I once provided a patch to get illumos-gate’s Sendmail updated to the latest version of 8.14. It was met with a bit of doubt – and the sense I got was that it was regarded as just too spooky to touch. NO, I wasn’t going to sit there and test this new sendmail against weird Sun Directory schemas to see if it behaved the same as the previous version. NO, I wasn’t going to channel John Beck. I made sure it compiled cleanly and it passed the basic out-of-the-box local and remote delivery tests. But no, the topic got the bike shed treatment. The topic of “Why don’t we just remove it?” subsequently came up, which was also met with “but we need a MTA/MDA because parts of illumos-gate depends on mail” which then devolved into another “what should -gate provide vs. demand externally” conversation which, predictably, went nowhere. Seriously? So we’d rather keep a old version of Sendmail which has at least one known CVE lodged against it in our source tree because a newer version might not be tested enough in unarticulated ways and we would be responsible for breaking someone’s ancient Sun Directory-based delivery map?

At any rate, it’s hand-wringy, petrified-in-fear attitudes such as this which completely works against us in several ways. We lose out because we willfully allow bit rot and thusly suffer its effects (security issues, and it just gets more spooky over time as memories fade and people move on), and we give this massive impression to potential interests external to our community that we are unwilling to let things be fixed or be improved. I wouldn’t blame anyone who felt estranged before they even got heavily involved because these are terrible things to be impressed by.

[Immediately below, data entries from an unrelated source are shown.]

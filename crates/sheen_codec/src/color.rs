//! Color tokens inside shadow and gradient values
//!
//! Recognizes the color grammar the effect editor round-trips:
//!
//! - `rgba(r, g, b, a)` and `rgb(r, g, b)` with 0-255 channels
//! - hex: `#rgb`, `#rrggbb`, `#rrggbbaa`
//! - the keyword `currentColor`
//!
//! Anything else resolves to black. Nothing here returns an error to the
//! caller; a token either matches or it doesn't.

use std::fmt;
use std::ops::Range;

use nom::{
    branch::alt,
    bytes::complete::{tag_no_case, take_while1},
    character::complete::{char, multispace0},
    combinator::{all_consuming, value},
    error::{make_error, ErrorKind},
    number::complete::float,
    IResult,
};
use serde::{Deserialize, Serialize};

type ParseResult<'a, O> = IResult<&'a str, O>;

/// 8-bit RGB triple
#[derive(Clone, Copy, Debug, Default, PartialEq, Eq, Hash, Serialize, Deserialize)]
pub struct Rgb {
    pub r: u8,
    pub g: u8,
    pub b: u8,
}

impl Rgb {
    pub const BLACK: Rgb = Rgb::new(0, 0, 0);
    pub const WHITE: Rgb = Rgb::new(255, 255, 255);

    pub const fn new(r: u8, g: u8, b: u8) -> Self {
        Self { r, g, b }
    }

    /// Lowercase `#rrggbb` form, the representation color pickers use.
    pub fn to_hex(self) -> String {
        format!("#{:02x}{:02x}{:02x}", self.r, self.g, self.b)
    }

    /// `rgba(r, g, b, a)` with the alpha clamped to 0-1.
    pub fn to_rgba_css(self, alpha: f32) -> String {
        format!(
            "rgba({}, {}, {}, {})",
            self.r,
            self.g,
            self.b,
            format_number(clamp_unit(alpha))
        )
    }
}

impl fmt::Display for Rgb {
    fn fmt(&self, f: &mut fmt::Formatter<'_>) -> fmt::Result {
        f.write_str(&self.to_hex())
    }
}

/// Which grammar a color token was written in
#[derive(Clone, Copy, Debug, PartialEq, Eq, Hash)]
pub enum ColorForm {
    Rgba,
    Rgb,
    Hex3,
    Hex6,
    Hex8,
    CurrentColor,
}

impl ColorForm {
    /// Whether the token carries its own alpha channel.
    pub fn has_alpha(self) -> bool {
        matches!(self, ColorForm::Rgba | ColorForm::Hex8)
    }
}

/// A decoded color token.
///
/// `currentColor` has no channels of its own; its `rgb` is black so that
/// serializing it always yields a well-formed `rgba()`.
#[derive(Clone, Copy, Debug, PartialEq)]
pub struct ParsedColor {
    pub form: ColorForm,
    pub rgb: Rgb,
    /// Alpha in 0-1, present only for `rgba()` and 8-digit hex.
    pub alpha: Option<f32>,
}

impl ParsedColor {
    /// Alpha channel, defaulting to fully opaque.
    pub fn opacity(&self) -> f32 {
        self.alpha.unwrap_or(1.0)
    }

    /// The string a color control should hold for this token.
    ///
    /// Functional and 8-digit hex colors collapse to `#rrggbb` (their alpha
    /// belongs in the opacity control). Short and 6-digit hex keep the
    /// author's spelling, lowercased.
    pub fn control_value(&self, text: &str) -> String {
        match self.form {
            ColorForm::Rgba | ColorForm::Rgb | ColorForm::Hex8 => self.rgb.to_hex(),
            ColorForm::Hex3 | ColorForm::Hex6 => text.trim().to_ascii_lowercase(),
            ColorForm::CurrentColor => "currentColor".to_string(),
        }
    }
}

/// A color token located inside a larger value string
#[derive(Clone, Debug, PartialEq)]
pub struct ColorMatch<'a> {
    /// The token exactly as written
    pub text: &'a str,
    /// Byte range of the token within the scanned string
    pub range: Range<usize>,
    pub color: ParsedColor,
}

// ============================================================================
// Token parsers
// ============================================================================

fn channel(value: f32) -> u8 {
    if !value.is_finite() {
        return 0;
    }
    value.round().clamp(0.0, 255.0) as u8
}

pub(crate) fn clamp_unit(value: f32) -> f32 {
    if value.is_finite() {
        value.clamp(0.0, 1.0)
    } else {
        1.0
    }
}

/// Format a number the way CSS authors write it: no trailing `.0`, no `-0`.
pub(crate) fn format_number(value: f32) -> String {
    if !value.is_finite() || value == 0.0 {
        return "0".to_string();
    }
    format!("{value}")
}

fn component(input: &str) -> ParseResult<'_, f32> {
    let (input, _) = multispace0(input)?;
    let (input, number) = float(input)?;
    let (input, _) = multispace0(input)?;
    Ok((input, number))
}

fn separator(input: &str) -> ParseResult<'_, char> {
    char(',')(input)
}

/// Parse rgba(r, g, b, a)
fn rgba_function(input: &str) -> ParseResult<'_, ParsedColor> {
    let (input, _) = tag_no_case("rgba")(input)?;
    let (input, _) = multispace0(input)?;
    let (input, _) = char('(')(input)?;
    let (input, r) = component(input)?;
    let (input, _) = separator(input)?;
    let (input, g) = component(input)?;
    let (input, _) = separator(input)?;
    let (input, b) = component(input)?;
    let (input, _) = separator(input)?;
    let (input, a) = component(input)?;
    let (input, _) = char(')')(input)?;

    Ok((
        input,
        ParsedColor {
            form: ColorForm::Rgba,
            rgb: Rgb::new(channel(r), channel(g), channel(b)),
            alpha: Some(clamp_unit(a)),
        },
    ))
}

/// Parse rgb(r, g, b)
fn rgb_function(input: &str) -> ParseResult<'_, ParsedColor> {
    let (input, _) = tag_no_case("rgb")(input)?;
    let (input, _) = multispace0(input)?;
    let (input, _) = char('(')(input)?;
    let (input, r) = component(input)?;
    let (input, _) = separator(input)?;
    let (input, g) = component(input)?;
    let (input, _) = separator(input)?;
    let (input, b) = component(input)?;
    let (input, _) = char(')')(input)?;

    Ok((
        input,
        ParsedColor {
            form: ColorForm::Rgb,
            rgb: Rgb::new(channel(r), channel(g), channel(b)),
            alpha: None,
        },
    ))
}

fn hex_pair(digits: &str) -> u8 {
    u8::from_str_radix(digits, 16).unwrap_or(0)
}

/// Parse hex color: #RGB, #RRGGBB, or #RRGGBBAA
fn hex_color(input: &str) -> ParseResult<'_, ParsedColor> {
    let (rest, _) = char('#')(input)?;
    let (rest, hex) = take_while1(|c: char| c.is_ascii_hexdigit())(rest)?;

    let color = match hex.len() {
        3 => {
            let expand = |i: usize| hex_pair(&hex[i..i + 1].repeat(2));
            ParsedColor {
                form: ColorForm::Hex3,
                rgb: Rgb::new(expand(0), expand(1), expand(2)),
                alpha: None,
            }
        }
        6 => ParsedColor {
            form: ColorForm::Hex6,
            rgb: Rgb::new(hex_pair(&hex[0..2]), hex_pair(&hex[2..4]), hex_pair(&hex[4..6])),
            alpha: None,
        },
        8 => ParsedColor {
            form: ColorForm::Hex8,
            rgb: Rgb::new(hex_pair(&hex[0..2]), hex_pair(&hex[2..4]), hex_pair(&hex[4..6])),
            alpha: Some(f32::from(hex_pair(&hex[6..8])) / 255.0),
        },
        _ => return Err(nom::Err::Error(make_error(input, ErrorKind::LengthValue))),
    };

    Ok((rest, color))
}

fn current_color(input: &str) -> ParseResult<'_, ParsedColor> {
    value(
        ParsedColor {
            form: ColorForm::CurrentColor,
            rgb: Rgb::BLACK,
            alpha: None,
        },
        tag_no_case("currentcolor"),
    )(input)
}

/// Any supported color token, in priority order.
pub(crate) fn any_color(input: &str) -> ParseResult<'_, ParsedColor> {
    alt((rgba_function, rgb_function, hex_color, current_color))(input)
}

// ============================================================================
// Scanning
// ============================================================================

/// Find the first position in `input` where `parser` matches.
pub(crate) fn scan_with<'a, F>(input: &'a str, from: usize, mut parser: F) -> Option<ColorMatch<'a>>
where
    F: FnMut(&'a str) -> ParseResult<'a, ParsedColor>,
{
    let tail = input.get(from..)?;
    for (offset, _) in tail.char_indices() {
        let start = from + offset;
        if let Ok((rest, color)) = parser(&input[start..]) {
            let end = input.len() - rest.len();
            return Some(ColorMatch {
                text: &input[start..end],
                range: start..end,
                color,
            });
        }
    }
    None
}

/// Find the color of a shadow layer.
///
/// Grammars are tried in priority order over the whole input: any `rgba()`
/// wins over an earlier `rgb()`, which wins over hex, which wins over
/// `currentColor`.
pub fn find_color(input: &str) -> Option<ColorMatch<'_>> {
    scan_with(input, 0, rgba_function)
        .or_else(|| scan_with(input, 0, rgb_function))
        .or_else(|| scan_with(input, 0, hex_color))
        .or_else(|| scan_with(input, 0, current_color))
}

/// Parse a string that is exactly one color token (surrounding whitespace allowed).
pub fn parse_color(input: &str) -> Option<ParsedColor> {
    all_consuming(any_color)(input.trim())
        .ok()
        .map(|(_, color)| color)
}

/// Resolve a color control value to the RGB triple used in `rgba()` output.
///
/// Malformed input and `currentColor` resolve to black.
pub fn resolve_rgb(color: &str) -> Rgb {
    match parse_color(color) {
        Some(parsed) => parsed.rgb,
        None => {
            tracing::debug!(color = color, "Unresolvable color, using black");
            Rgb::BLACK
        }
    }
}

#[cfg(test)]
mod tests {
    use super::*;

    #[test]
    fn test_resolve_six_digit_hex() {
        assert_eq!(resolve_rgb("#ff9a9e"), Rgb::new(255, 154, 158));
        assert_eq!(resolve_rgb("#FFFFFF"), Rgb::WHITE);
    }

    #[test]
    fn test_resolve_three_digit_hex_expands_digits() {
        assert_eq!(resolve_rgb("#f0a"), Rgb::new(0xff, 0x00, 0xaa));
    }

    #[test]
    fn test_resolve_eight_digit_hex_ignores_alpha() {
        assert_eq!(resolve_rgb("#10203080"), Rgb::new(0x10, 0x20, 0x30));
    }

    #[test]
    fn test_resolve_functional_colors() {
        assert_eq!(resolve_rgb("rgb(1, 2, 3)"), Rgb::new(1, 2, 3));
        assert_eq!(resolve_rgb("rgba(0,255,255,0.7)"), Rgb::new(0, 255, 255));
        assert_eq!(resolve_rgb("RGBA( 10 , 20 , 30 , 1 )"), Rgb::new(10, 20, 30));
    }

    #[test]
    fn test_resolve_malformed_is_black() {
        assert_eq!(resolve_rgb("#12"), Rgb::BLACK);
        assert_eq!(resolve_rgb("#gggggg"), Rgb::BLACK);
        assert_eq!(resolve_rgb("tomato"), Rgb::BLACK);
        assert_eq!(resolve_rgb(""), Rgb::BLACK);
        assert_eq!(resolve_rgb("currentColor"), Rgb::BLACK);
    }

    #[test]
    fn test_channels_are_clamped() {
        assert_eq!(resolve_rgb("rgb(300, -5, 127.6)"), Rgb::new(255, 0, 128));
    }

    #[test]
    fn test_find_color_priority() {
        // rgba wins even when a hex token appears first
        let found = find_color("#fff 0 0 2px rgba(1, 2, 3, 0.5)").unwrap();
        assert_eq!(found.color.form, ColorForm::Rgba);
        assert_eq!(found.text, "rgba(1, 2, 3, 0.5)");
        assert_eq!(found.color.alpha, Some(0.5));

        let found = find_color("0 0 5px #fff").unwrap();
        assert_eq!(found.color.form, ColorForm::Hex3);
        assert_eq!(found.range, 8..12);

        let found = find_color("1px 1px currentColor").unwrap();
        assert_eq!(found.color.form, ColorForm::CurrentColor);
    }

    #[test]
    fn test_find_color_none() {
        assert!(find_color("0 4px 8px").is_none());
        assert!(find_color("#abcd 1px").is_none());
    }

    #[test]
    fn test_hex8_alpha() {
        let color = parse_color("#00000080").unwrap();
        assert_eq!(color.form, ColorForm::Hex8);
        assert!((color.opacity() - 128.0 / 255.0).abs() < 1e-6);
    }

    #[test]
    fn test_control_value() {
        let color = parse_color("rgba(0, 150, 255, 0.7)").unwrap();
        assert_eq!(color.control_value("rgba(0, 150, 255, 0.7)"), "#0096ff");
        let color = parse_color("#FFF").unwrap();
        assert_eq!(color.control_value("#FFF"), "#fff");
    }

    #[test]
    fn test_rgba_css_formatting() {
        assert_eq!(Rgb::new(0, 0, 0).to_rgba_css(0.25), "rgba(0, 0, 0, 0.25)");
        assert_eq!(Rgb::new(1, 2, 3).to_rgba_css(1.0), "rgba(1, 2, 3, 1)");
        assert_eq!(Rgb::new(1, 2, 3).to_rgba_css(4.0), "rgba(1, 2, 3, 1)");
    }

    #[test]
    fn test_format_number() {
        assert_eq!(format_number(10.0), "10");
        assert_eq!(format_number(-0.0), "0");
        assert_eq!(format_number(-1.5), "-1.5");
        assert_eq!(format_number(f32::NAN), "0");
    }
}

A dated participation system. I saved this one for last because it’s the topic of conversation on the developer@ list which spurred this post. Personally, I have a love-hate relationship with webrevs. I hate making them, and I hate maintaining them. I do like reading them, though, but that’s about the extent of it. I’ve tried Review Board and it’s alright, but sometimes I find myself fighting an invisible force to actually use it. Maybe the server it’s running on is a Raspberry Pi, but it’s just always tortuously slow for me.

A recent maneuver by a community member has ignited this topic, centered around the question of “Why can’t we use GitHub?” In retrospect, I think it’s a good question to bring up although I disagree with the manner in which it was. My only misgiving about branch-and-merge contribution styles in Git (and is the default for GitHub) is that the commit logs become absolutely littered with annoying and low-value merge commit messages. GitHub now allows one to merge without those such as using a rebase-to-branch option on a pull request, but that isn’t the default. Make a mistake when merging a PR and the merge log is indelibly etched into the memory of the project. Yuck. Perhaps someone with more GH-fu can explain this better, or change the default behavior on pull request acceptance. Regarding code review systems, FreeBSD seems to have found a comfortable spot with Phabricator. Could this be a compromise?

In the end, I really wish to see illumos continue to succeed and – most importantly – grow. I’m really worried sometimes that the public’s perception of the project is that it’s a ex-SUNW playground and you need an “in” in several ways to be a contributor to it. While I don’t at all believe this to be the case, I can certainly see where we (“illumos”) can easily come close to coloring impressions that way. I’ve observed several community members welcome and thank new submitters for their work and always engage them constructively – I was on such recipient on my first big contribution after all – but we still need to work on the curb appeal quite a bit, I think, and modernize some things and re-evaluate some overly-rigid stances on others.